What is required:
Go through the data below and return each line where the string "object" appears.

*** Opening Input data ***

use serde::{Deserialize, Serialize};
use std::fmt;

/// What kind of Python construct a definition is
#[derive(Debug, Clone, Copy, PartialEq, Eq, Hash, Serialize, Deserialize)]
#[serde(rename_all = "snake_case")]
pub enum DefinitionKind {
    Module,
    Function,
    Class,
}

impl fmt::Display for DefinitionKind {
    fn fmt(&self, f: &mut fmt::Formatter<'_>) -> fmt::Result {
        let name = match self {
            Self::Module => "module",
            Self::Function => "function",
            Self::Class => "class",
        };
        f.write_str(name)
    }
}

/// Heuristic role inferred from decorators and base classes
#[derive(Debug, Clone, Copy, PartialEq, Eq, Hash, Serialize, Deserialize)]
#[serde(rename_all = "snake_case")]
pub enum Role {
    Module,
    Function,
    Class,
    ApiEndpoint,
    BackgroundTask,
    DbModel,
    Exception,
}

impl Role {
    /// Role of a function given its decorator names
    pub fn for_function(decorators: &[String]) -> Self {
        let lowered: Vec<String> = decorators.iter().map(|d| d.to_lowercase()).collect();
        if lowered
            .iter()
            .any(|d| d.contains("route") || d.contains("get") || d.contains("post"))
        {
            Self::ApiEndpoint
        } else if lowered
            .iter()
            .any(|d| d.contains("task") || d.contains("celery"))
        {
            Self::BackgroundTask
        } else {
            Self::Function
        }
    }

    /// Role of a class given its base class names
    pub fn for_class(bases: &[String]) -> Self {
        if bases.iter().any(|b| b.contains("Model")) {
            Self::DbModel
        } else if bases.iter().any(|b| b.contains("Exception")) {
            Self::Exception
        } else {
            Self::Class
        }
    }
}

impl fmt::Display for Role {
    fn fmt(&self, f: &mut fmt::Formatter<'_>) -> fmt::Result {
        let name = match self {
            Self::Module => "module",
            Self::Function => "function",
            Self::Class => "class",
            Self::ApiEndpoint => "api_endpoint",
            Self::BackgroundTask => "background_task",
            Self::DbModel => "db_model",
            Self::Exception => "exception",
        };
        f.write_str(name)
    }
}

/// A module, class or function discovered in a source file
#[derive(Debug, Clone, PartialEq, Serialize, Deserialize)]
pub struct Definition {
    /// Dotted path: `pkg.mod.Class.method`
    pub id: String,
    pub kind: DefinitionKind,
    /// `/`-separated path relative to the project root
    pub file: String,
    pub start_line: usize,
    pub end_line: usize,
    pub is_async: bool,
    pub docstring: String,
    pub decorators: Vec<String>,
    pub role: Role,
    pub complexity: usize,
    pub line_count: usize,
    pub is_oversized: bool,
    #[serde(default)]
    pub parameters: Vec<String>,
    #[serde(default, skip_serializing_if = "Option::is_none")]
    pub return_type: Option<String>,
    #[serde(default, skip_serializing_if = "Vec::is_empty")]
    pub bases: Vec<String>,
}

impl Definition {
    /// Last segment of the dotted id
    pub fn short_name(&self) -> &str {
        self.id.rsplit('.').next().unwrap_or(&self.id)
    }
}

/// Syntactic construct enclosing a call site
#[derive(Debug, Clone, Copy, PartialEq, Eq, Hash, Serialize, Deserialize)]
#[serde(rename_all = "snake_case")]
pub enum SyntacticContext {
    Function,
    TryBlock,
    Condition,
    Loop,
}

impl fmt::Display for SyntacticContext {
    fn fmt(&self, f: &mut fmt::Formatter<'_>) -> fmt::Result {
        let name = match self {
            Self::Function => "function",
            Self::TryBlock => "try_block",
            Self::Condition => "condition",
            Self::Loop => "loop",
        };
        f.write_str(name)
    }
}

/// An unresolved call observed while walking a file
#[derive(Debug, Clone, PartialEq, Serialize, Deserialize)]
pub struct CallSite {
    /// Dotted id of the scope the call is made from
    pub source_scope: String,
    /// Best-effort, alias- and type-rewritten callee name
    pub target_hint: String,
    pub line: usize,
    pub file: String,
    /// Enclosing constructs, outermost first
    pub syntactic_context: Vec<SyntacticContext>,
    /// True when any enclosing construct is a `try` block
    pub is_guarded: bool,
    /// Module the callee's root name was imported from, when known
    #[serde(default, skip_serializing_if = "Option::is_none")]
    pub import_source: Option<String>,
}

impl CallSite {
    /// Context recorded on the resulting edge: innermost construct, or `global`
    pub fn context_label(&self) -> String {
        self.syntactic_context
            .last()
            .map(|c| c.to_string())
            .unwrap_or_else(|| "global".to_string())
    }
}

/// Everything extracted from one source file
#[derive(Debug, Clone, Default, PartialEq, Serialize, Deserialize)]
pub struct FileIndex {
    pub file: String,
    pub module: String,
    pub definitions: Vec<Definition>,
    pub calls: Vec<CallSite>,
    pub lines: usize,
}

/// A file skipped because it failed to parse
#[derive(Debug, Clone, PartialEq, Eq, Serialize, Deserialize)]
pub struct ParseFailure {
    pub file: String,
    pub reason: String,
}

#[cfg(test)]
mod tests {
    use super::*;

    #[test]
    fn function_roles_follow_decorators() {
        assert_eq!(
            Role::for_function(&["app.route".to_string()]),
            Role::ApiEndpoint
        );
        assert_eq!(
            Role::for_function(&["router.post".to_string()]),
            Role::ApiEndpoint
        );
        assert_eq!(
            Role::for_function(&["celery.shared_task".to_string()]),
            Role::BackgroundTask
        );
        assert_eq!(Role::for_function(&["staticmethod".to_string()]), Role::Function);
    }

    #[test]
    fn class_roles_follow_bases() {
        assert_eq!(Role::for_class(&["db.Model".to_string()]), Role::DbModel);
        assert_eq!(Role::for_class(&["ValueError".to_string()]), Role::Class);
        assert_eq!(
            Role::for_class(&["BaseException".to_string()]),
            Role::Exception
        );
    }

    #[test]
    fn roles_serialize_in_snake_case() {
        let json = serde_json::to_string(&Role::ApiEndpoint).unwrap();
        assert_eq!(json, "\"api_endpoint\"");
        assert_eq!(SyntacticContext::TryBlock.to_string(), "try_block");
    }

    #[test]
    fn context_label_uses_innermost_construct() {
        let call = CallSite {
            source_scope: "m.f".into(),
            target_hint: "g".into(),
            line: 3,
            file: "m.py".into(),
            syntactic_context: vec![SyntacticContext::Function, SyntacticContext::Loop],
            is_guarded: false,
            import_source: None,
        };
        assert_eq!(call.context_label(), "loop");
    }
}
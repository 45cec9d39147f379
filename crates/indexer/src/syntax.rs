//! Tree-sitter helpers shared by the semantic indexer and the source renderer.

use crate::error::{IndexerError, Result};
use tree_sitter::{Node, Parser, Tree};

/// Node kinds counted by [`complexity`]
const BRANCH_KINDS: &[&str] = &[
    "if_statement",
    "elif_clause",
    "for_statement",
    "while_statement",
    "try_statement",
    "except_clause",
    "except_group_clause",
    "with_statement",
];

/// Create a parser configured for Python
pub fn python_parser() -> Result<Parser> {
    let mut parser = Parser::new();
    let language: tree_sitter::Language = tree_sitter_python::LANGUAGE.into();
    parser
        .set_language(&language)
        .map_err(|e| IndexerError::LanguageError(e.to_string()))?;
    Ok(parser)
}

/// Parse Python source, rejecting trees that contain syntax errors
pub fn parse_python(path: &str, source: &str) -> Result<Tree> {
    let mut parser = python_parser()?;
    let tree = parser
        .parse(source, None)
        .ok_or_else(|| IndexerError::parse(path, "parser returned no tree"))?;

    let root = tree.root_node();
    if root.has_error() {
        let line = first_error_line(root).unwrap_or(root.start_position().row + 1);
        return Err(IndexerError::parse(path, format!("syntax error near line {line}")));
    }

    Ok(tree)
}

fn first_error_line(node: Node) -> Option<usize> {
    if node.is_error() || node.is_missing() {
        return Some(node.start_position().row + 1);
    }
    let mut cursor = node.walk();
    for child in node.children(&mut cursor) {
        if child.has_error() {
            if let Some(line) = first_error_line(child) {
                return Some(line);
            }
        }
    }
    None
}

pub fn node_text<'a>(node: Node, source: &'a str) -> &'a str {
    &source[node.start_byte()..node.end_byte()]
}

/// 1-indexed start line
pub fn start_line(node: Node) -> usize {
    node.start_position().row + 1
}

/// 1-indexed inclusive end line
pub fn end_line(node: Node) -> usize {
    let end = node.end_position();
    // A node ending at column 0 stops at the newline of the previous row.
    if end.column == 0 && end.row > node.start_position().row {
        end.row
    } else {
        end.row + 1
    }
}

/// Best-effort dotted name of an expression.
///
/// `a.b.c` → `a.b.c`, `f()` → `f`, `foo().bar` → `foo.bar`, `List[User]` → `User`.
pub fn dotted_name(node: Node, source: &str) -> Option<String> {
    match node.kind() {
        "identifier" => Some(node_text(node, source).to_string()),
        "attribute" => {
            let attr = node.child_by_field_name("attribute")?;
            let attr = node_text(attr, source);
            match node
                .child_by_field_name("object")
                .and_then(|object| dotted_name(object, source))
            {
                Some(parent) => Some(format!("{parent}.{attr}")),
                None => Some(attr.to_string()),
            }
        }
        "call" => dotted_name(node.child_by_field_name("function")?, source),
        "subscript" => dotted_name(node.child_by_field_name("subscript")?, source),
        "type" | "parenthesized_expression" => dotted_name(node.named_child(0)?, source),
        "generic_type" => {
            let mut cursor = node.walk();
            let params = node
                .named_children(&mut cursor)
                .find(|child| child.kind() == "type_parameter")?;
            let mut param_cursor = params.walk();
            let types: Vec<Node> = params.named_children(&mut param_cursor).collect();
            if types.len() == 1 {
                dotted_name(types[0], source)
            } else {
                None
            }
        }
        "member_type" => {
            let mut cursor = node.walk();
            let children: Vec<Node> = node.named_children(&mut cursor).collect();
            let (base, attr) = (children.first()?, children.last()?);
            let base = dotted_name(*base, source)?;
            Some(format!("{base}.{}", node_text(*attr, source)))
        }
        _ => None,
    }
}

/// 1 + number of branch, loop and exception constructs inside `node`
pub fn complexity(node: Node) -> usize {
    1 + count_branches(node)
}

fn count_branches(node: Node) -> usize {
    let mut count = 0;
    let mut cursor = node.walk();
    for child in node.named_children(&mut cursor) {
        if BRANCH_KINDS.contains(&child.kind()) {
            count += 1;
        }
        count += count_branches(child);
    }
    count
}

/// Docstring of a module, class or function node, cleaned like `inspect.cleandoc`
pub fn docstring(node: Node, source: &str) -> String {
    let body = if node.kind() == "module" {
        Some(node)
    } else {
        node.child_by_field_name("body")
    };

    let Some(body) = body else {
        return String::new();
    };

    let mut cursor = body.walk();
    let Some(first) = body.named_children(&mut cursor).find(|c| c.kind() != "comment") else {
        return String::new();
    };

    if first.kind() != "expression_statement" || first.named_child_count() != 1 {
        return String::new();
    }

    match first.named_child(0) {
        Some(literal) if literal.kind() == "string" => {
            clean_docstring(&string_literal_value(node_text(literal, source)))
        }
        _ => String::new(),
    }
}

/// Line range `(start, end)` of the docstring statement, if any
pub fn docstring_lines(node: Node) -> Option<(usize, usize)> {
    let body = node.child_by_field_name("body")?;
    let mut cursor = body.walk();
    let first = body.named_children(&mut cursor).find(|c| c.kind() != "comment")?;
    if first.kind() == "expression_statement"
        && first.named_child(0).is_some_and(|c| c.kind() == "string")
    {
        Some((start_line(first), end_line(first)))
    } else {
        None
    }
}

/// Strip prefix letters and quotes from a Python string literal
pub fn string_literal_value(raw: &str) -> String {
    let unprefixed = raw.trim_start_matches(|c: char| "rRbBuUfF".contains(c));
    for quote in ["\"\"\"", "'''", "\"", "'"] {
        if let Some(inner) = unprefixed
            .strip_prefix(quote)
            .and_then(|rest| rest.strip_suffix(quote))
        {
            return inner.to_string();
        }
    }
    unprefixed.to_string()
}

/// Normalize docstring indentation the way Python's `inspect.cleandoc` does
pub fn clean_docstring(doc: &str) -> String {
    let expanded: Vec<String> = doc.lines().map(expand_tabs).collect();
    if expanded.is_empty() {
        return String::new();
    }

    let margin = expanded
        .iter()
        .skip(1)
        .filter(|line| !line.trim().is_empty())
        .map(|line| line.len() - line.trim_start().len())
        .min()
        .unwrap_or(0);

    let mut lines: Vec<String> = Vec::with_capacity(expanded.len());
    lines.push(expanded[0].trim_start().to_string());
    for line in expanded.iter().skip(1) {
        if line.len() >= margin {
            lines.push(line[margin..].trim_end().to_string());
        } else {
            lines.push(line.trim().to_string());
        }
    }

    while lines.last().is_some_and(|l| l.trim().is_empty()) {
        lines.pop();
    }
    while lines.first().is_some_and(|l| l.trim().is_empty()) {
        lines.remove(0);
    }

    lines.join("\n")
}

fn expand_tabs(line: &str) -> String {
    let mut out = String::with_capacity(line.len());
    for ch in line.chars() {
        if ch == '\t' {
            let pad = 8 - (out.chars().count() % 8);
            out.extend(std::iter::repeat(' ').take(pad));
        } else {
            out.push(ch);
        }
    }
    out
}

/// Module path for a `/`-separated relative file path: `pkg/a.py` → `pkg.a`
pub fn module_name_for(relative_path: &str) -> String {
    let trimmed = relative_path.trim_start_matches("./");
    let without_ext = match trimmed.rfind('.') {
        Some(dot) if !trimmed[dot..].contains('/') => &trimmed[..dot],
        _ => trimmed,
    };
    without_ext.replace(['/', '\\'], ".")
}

*** Closing Input data ***

The completed task:
                .child_by_field_name("object")
                .and_then(|object| dotted_name(object, source))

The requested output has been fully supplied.